BERGHOLZ - The story of John Hunt Morgan, the Confederate general who crossed the Ohio River in defiance of orders to stay in Kentucky and attempt the capture of Louisville, involves many southern Ohio residents and their relatives.
The Civil War Comes to Bergholz, celebrating 150 years since his surrender on July 26, 1863, will be paying tribute to those connected and those who were unwilling participants as the Army was on the run.
Mike, Jodi and Jason Carson are among those will be acknowledged. Jodi Carson and her son, Jason, are related to Cristina Kelly Hess, a Nebo resident who baked bread and cooked all day on July 26, 1863, to feed the Confederate soldiers.
HISTORY — The family headed by Mike and Jodi Carson will be recognized during Saturday’s Civil War Comes to Bergholz event. Jodi and their son, Jason, are related to Cristina Kelly Hess, a resident who baked bread and made meals for Gen. John Hunt Morgan and his Confederate army. Jason made a map showing the people and places involved in the raid and it will be on display. Others with a distant relationship to the Morgan family or those who unwillingly ran into Morgan will be recognized at the event. - Contributed
The Carsons lived in the Kelly house when Jason was a boy. Hearing stories about Hess, who lived there, he wanted to learn about his relative and her part in the raid. The family did research all over the state and a large poster was made.

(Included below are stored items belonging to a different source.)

#[allow(clippy::result_large_err)]
fn resolve_relations(
    entity: &mut EntityMetadata,
    all: &HashMap<String, EntityMetadata>,
) -> Result<()> {
    let owner_name = entity.name.clone();
    let owner_table = entity.table.clone();
    let owner_pk = entity.primary_key_columns();

    for rel in &mut entity.relations {
        let Some(target) = all.get(&rel.target) else {
            return Err(Error::metadata(
                MetadataErrorKind::UnresolvedRelation,
                &owner_name,
                format!(
                    "relation '{}' targets unknown entity '{}'",
                    rel.name, rel.target
                ),
            ));
        };
        let target_pk = target.primary_key_columns();

        if let Some(mapped_by) = &rel.mapped_by {
            let Some(other) = target.get_relation(mapped_by) else {
                return Err(Error::metadata(
                    MetadataErrorKind::UnresolvedRelation,
                    &owner_name,
                    format!(
                        "relation '{}' is mapped by '{}.{}', which does not exist",
                        rel.name, rel.target, mapped_by
                    ),
                ));
            };
            if !other.owner {
                return Err(Error::metadata(
                    MetadataErrorKind::UnresolvedRelation,
                    &owner_name,
                    format!(
                        "relation '{}' is mapped by '{}.{}', which is not an owning side",
                        rel.name, rel.target, mapped_by
                    ),
                ));
            }
            rel.owner = false;
            continue;
        }

        match rel.kind {
            RelationKind::OneToMany => {
                return Err(Error::metadata(
                    MetadataErrorKind::UnresolvedRelation,
                    &owner_name,
                    format!("one-to-many relation '{}' needs mapped_by", rel.name),
                ));
            }
            RelationKind::ManyToOne | RelationKind::OneToOne => {
                if rel.join_columns.is_empty() {
                    rel.join_columns = target_pk
                        .iter()
                        .map(|pk| format!("{}_{}", rel.name, pk))
                        .collect();
                }
                if rel.join_columns.len() != target_pk.len() {
                    return Err(Error::metadata(
                        MetadataErrorKind::UnresolvedRelation,
                        &owner_name,
                        format!(
                            "relation '{}' has {} join columns but '{}' has a {}-column key",
                            rel.name,
                            rel.join_columns.len(),
                            rel.target,
                            target_pk.len()
                        ),
                    ));
                }
                for column in &rel.join_columns {
                    check_identifier(&owner_name, "column", column)?;
                }
            }
            RelationKind::ManyToMany => {
                if rel.pivot.is_none() {
                    let owner_columns: Vec<String> = owner_pk
                        .iter()
                        .map(|pk| format!("{}_{}", owner_table, pk))
                        .collect();
                    let mut target_columns: Vec<String> = target_pk
                        .iter()
                        .map(|pk| format!("{}_{}", target.table, pk))
                        .collect();
                    if target_columns.iter().any(|c| owner_columns.contains(c)) {
                        target_columns = target_pk
                            .iter()
                            .map(|pk| format!("{}_{}", rel.name, pk))
                            .collect();
                    }
                    rel.pivot = Some(PivotTable {
                        table: format!("{}_{}", owner_table, rel.name),
                        owner_columns,
                        target_columns,
                    });
                }
                if let Some(pivot) = &rel.pivot {
                    check_identifier(&owner_name, "table", &pivot.table)?;
                    if pivot.owner_columns.len() != owner_pk.len()
                        || pivot.target_columns.len() != target_pk.len()
                    {
                        return Err(Error::metadata(
                            MetadataErrorKind::UnresolvedRelation,
                            &owner_name,
                            format!(
                                "pivot table of '{}' does not match the key arity of its sides",
                                rel.name
                            ),
                        ));
                    }
                }
            }
        }

        if let Some(inversed_by) = &rel.inversed_by {
            let matches = target
                .get_relation(inversed_by)
                .is_some_and(|other| other.mapped_by.as_deref() == Some(rel.name.as_str()));
            if !matches {
                return Err(Error::metadata(
                    MetadataErrorKind::UnresolvedRelation,
                    &owner_name,
                    format!(
                        "relation '{}' is inversed by '{}.{}', which is not mapped back to it",
                        rel.name, rel.target, inversed_by
                    ),
                ));
            }
        }
    }
    Ok(())
}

There are pictures mounted on a large map showing people who were forced to house, feed and provide horses to Morgan's men. Jason learned about a time when the area was in the news and it made an interesting class project.
Relatives of Morgan or any person who met the Confederate general in circumstances beyond their control will be recognized at the 11 a.m. program at the Bergholz Fire Department. There will be a covered dish dinner, co-sponsored by the Bergholz Civil War Committee and the Ruritan Club.

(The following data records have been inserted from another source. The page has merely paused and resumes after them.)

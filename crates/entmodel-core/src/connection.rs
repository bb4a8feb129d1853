//! Driver abstraction.
//!
//! The unit of work never builds SQL text itself. It hands drivers
//! structured [`Statement`]s (one table, a column list and one or more
//! rows) and reads back a [`QueryResult`]. Drivers that speak SQL can
//! render a statement with [`Statement::to_sql`]; others (document stores,
//! the in-memory driver) interpret the structure directly.
//!
//! All operations integrate with asupersync's structured concurrency via `Cx`
//! for cancellation and timeout handling.

use crate::row::Row;
use crate::value::Value;
use asupersync::{Cx, Outcome};

/// What a driver can do in a single statement.
#[derive(Debug, Clone, Copy, PartialEq, Eq, Default)]
pub struct Capabilities {
    /// `INSERT` may carry more than one row
    pub multi_row_insert: bool,
    /// `UPDATE` may carry more than one keyed row
    pub multi_row_update: bool,
    /// `DELETE` may carry more than one key
    pub batch_delete: bool,
    /// Inserts can return generated columns inline
    pub returning: bool,
    /// A multi-row insert assigns auto-increment keys consecutively from
    /// `insert_id`
    pub sequential_insert_ids: bool,
}

impl Capabilities {
    /// Everything enabled.
    pub const fn all() -> Self {
        Self {
            multi_row_insert: true,
            multi_row_update: true,
            batch_delete: true,
            returning: true,
            sequential_insert_ids: true,
        }
    }
}

/// Row-lock request passed through to the driver on reads.
#[derive(Debug, Clone, Copy, PartialEq, Eq, Default)]
pub enum LockMode {
    /// Plain read
    #[default]
    None,
    /// Shared lock (`FOR SHARE`)
    PessimisticRead,
    /// Exclusive lock (`FOR UPDATE`)
    PessimisticWrite,
}

impl LockMode {
    /// SQL suffix for this lock mode.
    pub const fn as_sql(self) -> &'static str {
        match self {
            LockMode::None => "",
            LockMode::PessimisticRead => " FOR SHARE",
            LockMode::PessimisticWrite => " FOR UPDATE",
        }
    }
}

/// Optimistic-lock predicate attached to an update or delete row.
#[derive(Debug, Clone, PartialEq)]
pub struct VersionCheck {
    pub column: String,
    pub expected: Value,
}

/// A (possibly multi-row) insert into one table.
#[derive(Debug, Clone, PartialEq)]
pub struct InsertStatement {
    pub table: String,
    pub columns: Vec<String>,
    /// One value per column, per row
    pub rows: Vec<Vec<Value>>,
    /// Columns the driver should return for each inserted row
    pub returning: Vec<String>,
}

/// One keyed row of an update.
#[derive(Debug, Clone, PartialEq)]
pub struct UpdateRow {
    /// Values of the key columns
    pub key: Vec<Value>,
    /// One value per updated column
    pub values: Vec<Value>,
    pub version: Option<VersionCheck>,
}

/// A (possibly multi-row) update of one table.
#[derive(Debug, Clone, PartialEq)]
pub struct UpdateStatement {
    pub table: String,
    pub key_columns: Vec<String>,
    pub columns: Vec<String>,
    pub rows: Vec<UpdateRow>,
}

/// One keyed row of a delete.
#[derive(Debug, Clone, PartialEq)]
pub struct DeleteRow {
    pub key: Vec<Value>,
    pub version: Option<VersionCheck>,
}

/// A (possibly multi-key) delete from one table.
///
/// `key_columns` need not be the table's primary key: pivot cleanup deletes
/// every link row of an owner by the owner columns alone.
#[derive(Debug, Clone, PartialEq)]
pub struct DeleteStatement {
    pub table: String,
    pub key_columns: Vec<String>,
    pub rows: Vec<DeleteRow>,
}

/// A write statement.
#[derive(Debug, Clone, PartialEq)]
pub enum Statement {
    Insert(InsertStatement),
    Update(UpdateStatement),
    Delete(DeleteStatement),
}

impl Statement {
    /// Target table.
    pub fn table(&self) -> &str {
        match self {
            Statement::Insert(s) => &s.table,
            Statement::Update(s) => &s.table,
            Statement::Delete(s) => &s.table,
        }
    }

    /// Number of rows the statement carries.
    pub fn row_count(&self) -> usize {
        match self {
            Statement::Insert(s) => s.rows.len(),
            Statement::Update(s) => s.rows.len(),
            Statement::Delete(s) => s.rows.len(),
        }
    }

    /// Short verb for logs.
    pub fn kind(&self) -> &'static str {
        match self {
            Statement::Insert(_) => "insert",
            Statement::Update(_) => "update",
            Statement::Delete(_) => "delete",
        }
    }

    /// Render as parameterized SQL with `$n` placeholders and quoted identifiers.
    pub fn to_sql(&self) -> (String, Vec<Value>) {
        let mut params = Vec::new();
        let sql = match self {
            Statement::Insert(s) => render_insert(s, &mut params),
            Statement::Update(s) => render_update(s, &mut params),
            Statement::Delete(s) => render_delete(s, &mut params),
        };
        (sql, params)
    }
}

/// Quote an identifier, doubling embedded quotes.
pub fn quote_ident(ident: &str) -> String {
    format!("\"{}\"", ident.replace('"', "\"\""))
}

fn placeholder(params: &mut Vec<Value>, value: &Value) -> String {
    params.push(value.clone());
    format!("${}", params.len())
}

fn column_list(columns: &[String]) -> String {
    columns
        .iter()
        .map(|c| quote_ident(c))
        .collect::<Vec<_>>()
        .join(", ")
}

fn render_insert(s: &InsertStatement, params: &mut Vec<Value>) -> String {
    let mut sql = format!(
        "INSERT INTO {} ({}) VALUES ",
        quote_ident(&s.table),
        column_list(&s.columns)
    );
    let groups: Vec<String> = s
        .rows
        .iter()
        .map(|row| {
            let ph: Vec<String> = row.iter().map(|v| placeholder(params, v)).collect();
            format!("({})", ph.join(", "))
        })
        .collect();
    sql.push_str(&groups.join(", "));
    if !s.returning.is_empty() {
        sql.push_str(" RETURNING ");
        sql.push_str(&column_list(&s.returning));
    }
    sql
}

fn key_condition(
    columns: &[String],
    key: &[Value],
    version: Option<&VersionCheck>,
    params: &mut Vec<Value>,
) -> String {
    let mut parts: Vec<String> = columns
        .iter()
        .zip(key)
        .map(|(c, v)| format!("{} = {}", quote_ident(c), placeholder(params, v)))
        .collect();
    if let Some(check) = version {
        parts.push(format!(
            "{} = {}",
            quote_ident(&check.column),
            placeholder(params, &check.expected)
        ));
    }
    parts.join(" AND ")
}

Re-enactors of Morgan and his wife will be present, along with Lester Horowitz, Civil War author; historian Jeff Evans; and Roger Micker, a member of the Ohio Sesquicentennial Civil War Committee. The Bergholz Historical Museum will have displays.
A drive-it-anytime tour follows the activities commemorating Morgan's Raid. Tour signs have been installed by the Ohio Historical Society.

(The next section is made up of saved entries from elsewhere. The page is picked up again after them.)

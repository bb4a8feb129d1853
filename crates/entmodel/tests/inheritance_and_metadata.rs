//! Single-table inheritance and registry validation through the facade.

mod common;

use common::{Fixture, key, run, unwrap_outcome};
use entmodel::error::MetadataErrorKind;
use entmodel::prelude::*;
use std::sync::Mutex;

fn vehicles(fx: &Fixture) -> (Entity, Entity) {
    let car = fx
        .entity("Car")
        .with("wheels", 4_i32)
        .unwrap()
        .with("seats", 5_i32)
        .unwrap();
    let truck = fx
        .entity("Truck")
        .with("wheels", 6_i32)
        .unwrap()
        .with("payload", 1000_i32)
        .unwrap();
    fx.session.persist(&car).unwrap();
    fx.session.persist(&truck).unwrap();
    (car, truck)
}

#[test]
fn subtypes_share_the_root_table() {
    let cx = Cx::for_testing();
    run(async {
        let fx = Fixture::new();
        let (car, truck) = vehicles(&fx);
        unwrap_outcome(fx.session.flush(&cx).await);

        let rows = fx.conn.rows("vehicle");
        assert_eq!(rows.len(), 2);
        let kinds: Vec<_> = rows.iter().map(|r| r.get_by_name("kind").cloned()).collect();
        assert_eq!(
            kinds,
            vec![Some(Value::from("car")), Some(Value::from("truck"))]
        );
        assert_eq!(rows[0].get_by_name("payload"), Some(&Value::Null));
        assert_eq!(car.get("id"), Some(Value::BigInt(1)));
        assert_eq!(truck.get("id"), Some(Value::BigInt(2)));
    });
}

#[test]
fn loading_through_the_root_type_yields_the_concrete_subtype() {
    let cx = Cx::for_testing();
    run(async {
        let fx = Fixture::new();
        vehicles(&fx);
        unwrap_outcome(fx.session.flush(&cx).await);

        let other = fx.other_session();
        let vehicle = unwrap_outcome(other.find(&cx, "Vehicle", key(1), LockMode::None).await)
            .unwrap();
        assert_eq!(vehicle.entity_type(), "Car");
        assert_eq!(vehicle.get("seats").and_then(|v| v.as_i64()), Some(5));

        // Same identity key space: the managed car answers a subtype lookup.
        let car = unwrap_outcome(other.find(&cx, "Car", key(1), LockMode::None).await).unwrap();
        assert!(car.ptr_eq(&vehicle));

        // A sibling type does not match, managed or not.
        assert!(unwrap_outcome(other.find(&cx, "Truck", key(1), LockMode::None).await).is_none());
        let fresh = fx.other_session();
        assert!(unwrap_outcome(fresh.find(&cx, "Truck", key(1), LockMode::None).await).is_none());
    });
}

#[test]
fn queries_filter_by_discriminator() {
    let cx = Cx::for_testing();
    run(async {
        let fx = Fixture::new();
        vehicles(&fx);
        unwrap_outcome(fx.session.flush(&cx).await);

        let other = fx.other_session();
        let cars = unwrap_outcome(other.find_by(&cx, "Car", Vec::new()).await);
        assert_eq!(cars.len(), 1);
        assert_eq!(cars[0].entity_type(), "Car");

        let all = unwrap_outcome(other.find_by(&cx, "Vehicle", Vec::new()).await);
        assert_eq!(all.len(), 2);
        let types: Vec<_> = all.iter().map(Entity::entity_type).collect();
        assert_eq!(types, vec!["Car", "Truck"]);
        assert!(all[0].ptr_eq(&cars[0]));

        let heavy = unwrap_outcome(
            other
                .find_by(&cx, "Vehicle", vec![Condition::eq("wheels", 6_i32)])
                .await,
        );
        assert_eq!(heavy.len(), 1);
        assert_eq!(heavy[0].entity_type(), "Truck");
    });
}

#[test]
fn hooks_on_a_root_type_fire_for_subtypes() {
    let cx = Cx::for_testing();
    run(async {
        let fx = Fixture::new();
        let seen: Arc<Mutex<Vec<String>>> = Arc::default();
        let sink = Arc::clone(&seen);
        fx.session
            .on_entity(
                "Vehicle",
                EventType::BeforeCreate,
                hook_fn(move |args| {
                    if let Some(entity) = args.entity_ref() {
                        sink.lock().unwrap().push(entity.entity_type().to_string());
                    }
                    Ok(())
                }),
            )
            .unwrap();

        vehicles(&fx);
        unwrap_outcome(fx.session.flush(&cx).await);
        assert_eq!(*seen.lock().unwrap(), vec!["Car", "Truck"]);
    });
}

#[test]
fn subtype_updates_touch_only_changed_columns() {
    let cx = Cx::for_testing();
    run(async {
        let fx = Fixture::new();
        let (car, _) = vehicles(&fx);
        unwrap_outcome(fx.session.flush(&cx).await);
        fx.conn.clear_log();

        car.set("seats", 2_i32).unwrap();
        unwrap_outcome(fx.session.flush(&cx).await);
        match fx.conn.statements().as_slice() {
            [entmodel::Statement::Update(update)] => {
                assert_eq!(update.table, "vehicle");
                assert_eq!(update.columns, vec!["seats".to_string()]);
            }
            other => panic!("expected one update, got {other:?}"),
        }
    });
}

#[test]
fn unresolved_relation_targets_are_rejected() {
    let result = MetadataRegistry::builder()
        .entity(
            EntityMetadata::new("Invoice")
                .property(PropertyMetadata::new("id", PropertyType::BigInt).primary_key(true))
                .relation(RelationMetadata::many_to_one("customer", "Ghost")),
        )
        .build();
    match result {
        Err(Error::Metadata(e)) => {
            assert_eq!(e.kind, MetadataErrorKind::UnresolvedRelation);
            assert_eq!(e.entity, "Invoice");
        }
        Err(other) => panic!("expected metadata error, got {other:?}"),
        Ok(_) => panic!("registry with a dangling relation was accepted"),
    }
}

#[test]
fn subtypes_need_a_discriminator_value() {
    let result = MetadataRegistry::builder()
        .entity(
            EntityMetadata::new("Shape")
                .discriminator_column("kind")
                .discriminator_value("shape")
                .property(PropertyMetadata::new("id", PropertyType::BigInt).primary_key(true)),
        )
        .entity(EntityMetadata::new("Circle").extends("Shape"))
        .build();
    match result {
        Err(Error::Metadata(e)) => assert_eq!(e.kind, MetadataErrorKind::Inheritance),
        Err(other) => panic!("expected metadata error, got {other:?}"),
        Ok(_) => panic!("subtype without a discriminator value was accepted"),
    }
}

#[test]
fn unknown_names_are_rejected() {
    let fx = Fixture::new();
    let ann = fx.entity("Author");
    match ann.set("nickname", "A") {
        Err(Error::Metadata(e)) => assert_eq!(e.kind, MetadataErrorKind::UnknownProperty),
        other => panic!("expected metadata error, got {other:?}"),
    }
    match fx
        .session
        .on_entity("Ghost", EventType::AfterCreate, hook_fn(|_| Ok(())))
    {
        Err(Error::Metadata(e)) => assert_eq!(e.kind, MetadataErrorKind::UnknownEntity),
        other => panic!("expected metadata error, got {other:?}"),
    }
}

Another event will be the open house held at Two Ridge Church starting at 8 a.m. Saturday. A commemoration by Evans will be held at 7 p.m. to honor the Union soldier buried at the Two Ridge Cemetery. The cannon from Union Cemetery will be on display and Evans will relate the story of the skirmish and involvement of the cannon by the Steubenville militia.
Lyle Zerla, an area historian, and the Friends of Smithfield group will be sponsoring a tour starting at 9 a.m. in Harrisville, with parking at the restaurant across from LKQ Auto Recycling.
The tour will go through Dillonvale; Smithfield, where a coffee and doughnut refreshment time will be held at the Smithfield Historical Society, with displays in the museum there; Wintersville, Richmond, Bergholz and to the surrender site at West Point.
On Sunday, Riley's Church, located at the end of Bergholz in Carroll County, will feature a Civil War -era church service at 9:30 a.m..
This will feature Stumpy Boggs, portraying an itinerant preacher from the 1860s.
There will be a covered dish dinner after the service.
The Wellsville River Museum will have a program at 3 p.m. Sunday. Morgan's brothers and his lieutenant were housed in the Whitacre House Hotel before being shipped to the Ohio State Penitentiary. There will be a ceremonial sword skit with Bill Nordan, living historian, portraying Morgan and narrated by Horwitz. An ice cream social will follow the program.